TASK REQUIREMENTS >> All that is wanted is an exact copy of the line containing "assert_eq!(ConfidenceBar::new(f64::NAN).fill_ratio(), 0.0);" and the lines after it, through the end of the records.

(Stored data)
=-=-=

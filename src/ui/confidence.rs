/// Confidence bar for the result card
/// Draws the prediction confidence as a filled horizontal gauge
use iced::widget::canvas;
use iced::{Color, Point, Rectangle, Size};

use crate::Message;

const TRACK_COLOR: Color = Color::from_rgb(0.86, 0.90, 0.86);
const HIGH_COLOR: Color = Color::from_rgb(0.13, 0.55, 0.25);
const MEDIUM_COLOR: Color = Color::from_rgb(0.85, 0.62, 0.12);
const LOW_COLOR: Color = Color::from_rgb(0.80, 0.25, 0.20);

#[derive(Debug, Clone, Copy)]
pub struct ConfidenceBar {
    /// Confidence in percent
    pub confidence: f64,
}

impl ConfidenceBar {
    pub fn new(confidence: f64) -> Self {
        Self { confidence }
    }

    /// Fraction of the bar to fill, clamped to [0, 1]
    pub fn fill_ratio(&self) -> f32 {
        if !self.confidence.is_finite() {
            return 0.0;
        }
        (self.confidence / 100.0).clamp(0.0, 1.0) as f32
    }

    fn fill_color(&self) -> Color {
        match self.confidence {
            c if c >= 75.0 => HIGH_COLOR,
            c if c >= 50.0 => MEDIUM_COLOR,
            _ => LOW_COLOR,
        }
    }
}

impl canvas::Program<Message> for ConfidenceBar {
    type State = ();

    fn draw(
        &self,
        _state: &Self::State,
        renderer: &iced::Renderer,
        _theme: &iced::Theme,
        bounds: Rectangle,
        _cursor: iced::mouse::Cursor,
    ) -> Vec<canvas::Geometry> {
        let mut frame = canvas::Frame::new(renderer, bounds.size());
        frame.fill_rectangle(Point::ORIGIN, bounds.size(), TRACK_COLOR);

        let filled_width = bounds.width * self.fill_ratio();
        if filled_width > 0.0 {
            frame.fill_rectangle(
                Point::ORIGIN,
                Size::new(filled_width, bounds.height),
                self.fill_color(),
            );
        }

        vec![frame.into_geometry()]
    }
}

#[cfg(test)]
mod tests {
    use super::*;

    #[test]
    fn test_fill_ratio_is_clamped() {
        assert_eq!(ConfidenceBar::new(50.0).fill_ratio(), 0.5);
        assert_eq!(ConfidenceBar::new(140.0).fill_ratio(), 1.0);
        assert_eq!(ConfidenceBar::new(-5.0).fill_ratio(), 0.0);
        assert_eq!(ConfidenceBar::new(f64::NAN).fill_ratio(), 0.0);
    }
}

=-=-=

ANSWER BOX >>
        assert_eq!(ConfidenceBar::new(f64::NAN).fill_ratio(), 0.0);
    }
}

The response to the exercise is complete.